Exercise material:

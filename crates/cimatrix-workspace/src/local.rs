//! Recipe repository backed by a local checkout.

use crate::layout::{self, VERSION_CONFIG_FILE};
use crate::manifest;
use cimatrix_core::ports::RecipeRepository;
use cimatrix_core::{RecipeKind, RepositoryShape, Result, VersionConfig};
use std::path::PathBuf;
use tracing::debug;

/// A recipe repository rooted at a directory on disk.
#[derive(Debug, Clone)]
pub struct LocalRecipeRepository {
    root: PathBuf,
}

impl LocalRecipeRepository {
    pub fn new(root: impl Into<PathBuf>) -> Self {
        Self { root: root.into() }
    }

    fn resolve(&self, relative: &str) -> PathBuf {
        match relative {
            "" | "." => self.root.clone(),
            _ => self.root.join(relative),
        }
    }
}

impl RecipeRepository for LocalRecipeRepository {
    fn detect_shape(&self) -> Result<RepositoryShape> {
        let shape = layout::detect_shape(&self.root)?;
        debug!(root = %self.root.display(), shape = %shape, "Detected repository layout");
        Ok(shape)
    }

    fn list_recipes(&self) -> Result<Vec<String>> {
        layout::list_recipes(&self.root)
    }

    fn read_version_config(&self, dir: &str) -> Result<Option<VersionConfig>> {
        let path = self.resolve(dir).join(VERSION_CONFIG_FILE);
        if !path.is_file() {
            return Ok(None);
        }
        let content = std::fs::read_to_string(&path)?;
        VersionConfig::from_yaml_str(&content).map(Some)
    }

    fn recipe_kind(&self, dir: &str) -> Result<RecipeKind> {
        manifest::detect_recipe_kind(&self.resolve(dir))
    }

    fn recipe_version(&self, dir: &str) -> Result<Option<String>> {
        manifest::declared_version(&self.resolve(dir))
    }

    fn file_contains(&self, path: &str, needle: &str) -> bool {
        std::fs::read_to_string(self.resolve(path))
            .map(|content| content.contains(needle))
            .unwrap_or(false)
    }
}
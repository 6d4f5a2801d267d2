//! Matrix construction for a single recipe version.

use crate::catalog;
use crate::families;
use crate::legacy::LegacyOwnership;
use crate::settings::GeneratorSettings;
use cimatrix_core::{BuildPolicy, BuildType, JobSpec, Platform, RecipeKind};
use tracing::debug;

/// Builder for the base job list of one recipe version.
#[derive(Debug, Clone)]
pub struct MatrixBuilder<'a> {
    settings: &'a GeneratorSettings,
    legacy: LegacyOwnership,
}

impl<'a> MatrixBuilder<'a> {
    pub fn new(settings: &'a GeneratorSettings, legacy: LegacyOwnership) -> Self {
        Self { settings, legacy }
    }

    /// Build the jobs for `kind` at `build_set`, optionally split into
    /// Release/Debug pairs.
    pub fn build(
        &self,
        platform: Platform,
        kind: RecipeKind,
        build_set: BuildPolicy,
        split: bool,
    ) -> Vec<JobSpec> {
        let jobs = match build_set {
            BuildPolicy::Full => self.full(platform, kind),
            BuildPolicy::Minimal => self.minimal(platform, kind),
            BuildPolicy::None => Vec::new(),
        };

        debug!(
            platform = %platform,
            kind = %kind,
            build_set = %build_set,
            split,
            jobs = jobs.len(),
            "Built base matrix"
        );

        if split {
            split_by_build_type(&jobs)
        } else {
            jobs
        }
    }

    fn full(&self, platform: Platform, kind: RecipeKind) -> Vec<JobSpec> {
        match platform {
            Platform::AzurePipelines => catalog::map_full(),
            Platform::GithubActions => match kind {
                RecipeKind::Installer => catalog::installer(),
                RecipeKind::HeaderOnly => catalog::header_only(),
                RecipeKind::Ordinary => self.expand_families(),
            },
        }
    }

    fn minimal(&self, platform: Platform, kind: RecipeKind) -> Vec<JobSpec> {
        match platform {
            Platform::AzurePipelines => catalog::map_minimal(),
            Platform::GithubActions => match kind {
                RecipeKind::Installer => catalog::installer(),
                RecipeKind::HeaderOnly => catalog::header_only(),
                RecipeKind::Ordinary => {
                    catalog::minimal(self.legacy.run_macos(), self.legacy.run_windows())
                }
            },
        }
    }

    /// gcc, clang, macOS and Windows jobs, in that order.
    fn expand_families(&self) -> Vec<JobSpec> {
        let s = self.settings;
        let mut jobs = Vec::new();

        if !s.gcc_versions.is_empty() {
            jobs.extend(families::gcc_jobs(&s.archs, &s.gcc_versions));
        }
        if !s.clang_versions.is_empty() {
            jobs.extend(families::clang_jobs(&s.archs, &s.clang_versions));
        }
        if self.legacy.run_macos() && !s.mac_versions.is_empty() {
            jobs.extend(families::mac_jobs(&s.archs, &s.mac_versions));
        }
        if self.legacy.run_windows() && !s.win_versions.is_empty() {
            jobs.extend(families::win_jobs(&s.archs, &s.win_versions));
        }

        jobs
    }
}

/// Duplicate every job into an adjacent Release/Debug pair.
pub fn split_by_build_type(jobs: &[JobSpec]) -> Vec<JobSpec> {
    jobs.iter()
        .flat_map(|job| {
            [
                job.with_build_type(BuildType::Release),
                job.with_build_type(BuildType::Debug),
            ]
        })
        .collect()
}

Exercise: Make an exact transcription of all the records.

Solved exercise:
filename crates/cimatrix-workspace/src/local.rs
//! Recipe repository backed by a local checkout.

use crate::layout::{self, VERSION_CONFIG_FILE};
use crate::manifest;
use cimatrix_core::ports::RecipeRepository;
use cimatrix_core::{RecipeKind, RepositoryShape, Result, VersionConfig};
use std::path::PathBuf;
use tracing::debug;

/// A recipe repository rooted at a directory on disk.
#[derive(Debug, Clone)]
pub struct LocalRecipeRepository {
    root: PathBuf,
}

impl LocalRecipeRepository {
    pub fn new(root: impl Into<PathBuf>) -> Self {
        Self { root: root.into() }
    }

    fn resolve(&self, relative: &str) -> PathBuf {
        match relative {
            "" | "." => self.root.clone(),
            _ => self.root.join(relative),
        }
    }
}

impl RecipeRepository for LocalRecipeRepository {
    fn detect_shape(&self) -> Result<RepositoryShape> {
        let shape = layout::detect_shape(&self.root)?;
        debug!(root = %self.root.display(), shape = %shape, "Detected repository layout");
        Ok(shape)
    }

    fn list_recipes(&self) -> Result<Vec<String>> {
        layout::list_recipes(&self.root)
    }

    fn read_version_config(&self, dir: &str) -> Result<Option<VersionConfig>> {
        let path = self.resolve(dir).join(VERSION_CONFIG_FILE);
        if !path.is_file() {
            return Ok(None);
        }
        let content = std::fs::read_to_string(&path)?;
        VersionConfig::from_yaml_str(&content).map(Some)
    }

    fn recipe_kind(&self, dir: &str) -> Result<RecipeKind> {
        manifest::detect_recipe_kind(&self.resolve(dir))
    }

    fn recipe_version(&self, dir: &str) -> Result<Option<String>> {
        manifest::declared_version(&self.resolve(dir))
    }

    fn file_contains(&self, path: &str, needle: &str) -> bool {
        std::fs::read_to_string(self.resolve(path))
            .map(|content| content.contains(needle))
            .unwrap_or(false)
    }
}
repository 6d4f5a2801d267d2
//! Matrix construction for a single recipe version.

use crate::catalog;
use crate::families;
use crate::legacy::LegacyOwnership;
use crate::settings::GeneratorSettings;
use cimatrix_core::{BuildPolicy, BuildType, JobSpec, Platform, RecipeKind};
use tracing::debug;

/// Builder for the base job list of one recipe version.
#[derive(Debug, Clone)]
pub struct MatrixBuilder<'a> {
    settings: &'a GeneratorSettings,
    legacy: LegacyOwnership,
}

impl<'a> MatrixBuilder<'a> {
    pub fn new(settings: &'a GeneratorSettings, legacy: LegacyOwnership) -> Self {
        Self { settings, legacy }
    }

    /// Build the jobs for `kind` at `build_set`, optionally split into
    /// Release/Debug pairs.
    pub fn build(
        &self,
        platform: Platform,
        kind: RecipeKind,
        build_set: BuildPolicy,
        split: bool,
    ) -> Vec<JobSpec> {
        let jobs = match build_set {
            BuildPolicy::Full => self.full(platform, kind),
            BuildPolicy::Minimal => self.minimal(platform, kind),
            BuildPolicy::None => Vec::new(),
        };

        debug!(
            platform = %platform,
            kind = %kind,
            build_set = %build_set,
            split,
            jobs = jobs.len(),
            "Built base matrix"
        );

        if split {
            split_by_build_type(&jobs)
        } else {
            jobs
        }
    }

    fn full(&self, platform: Platform, kind: RecipeKind) -> Vec<JobSpec> {
        match platform {
            Platform::AzurePipelines => catalog::map_full(),
            Platform::GithubActions => match kind {
                RecipeKind::Installer => catalog::installer(),
                RecipeKind::HeaderOnly => catalog::header_only(),
                RecipeKind::Ordinary => self.expand_families(),
            },
        }
    }

    fn minimal(&self, platform: Platform, kind: RecipeKind) -> Vec<JobSpec> {
        match platform {
            Platform::AzurePipelines => catalog::map_minimal(),
            Platform::GithubActions => match kind {
                RecipeKind::Installer => catalog::installer(),
                RecipeKind::HeaderOnly => catalog::header_only(),
                RecipeKind::Ordinary => {
                    catalog::minimal(self.legacy.run_macos(), self.legacy.run_windows())
                }
            },
        }
    }

    /// gcc, clang, macOS and Windows jobs, in that order.
    fn expand_families(&self) -> Vec<JobSpec> {
        let s = self.settings;
        let mut jobs = Vec::new();

        if !s.gcc_versions.is_empty() {
            jobs.extend(families::gcc_jobs(&s.archs, &s.gcc_versions));
        }
        if !s.clang_versions.is_empty() {
            jobs.extend(families::clang_jobs(&s.archs, &s.clang_versions));
        }
        if self.legacy.run_macos() && !s.mac_versions.is_empty() {
            jobs.extend(families::mac_jobs(&s.archs, &s.mac_versions));
        }
        if self.legacy.run_windows() && !s.win_versions.is_empty() {
            jobs.extend(families::win_jobs(&s.archs, &s.win_versions));
        }

        jobs
    }
}

/// Duplicate every job into an adjacent Release/Debug pair.
pub fn split_by_build_type(jobs: &[JobSpec]) -> Vec<JobSpec> {
    jobs.iter()
        .flat_map(|job| {
            [
                job.with_build_type(BuildType::Release),
                job.with_build_type(BuildType::Debug),
            ]
        })
        .collect()
}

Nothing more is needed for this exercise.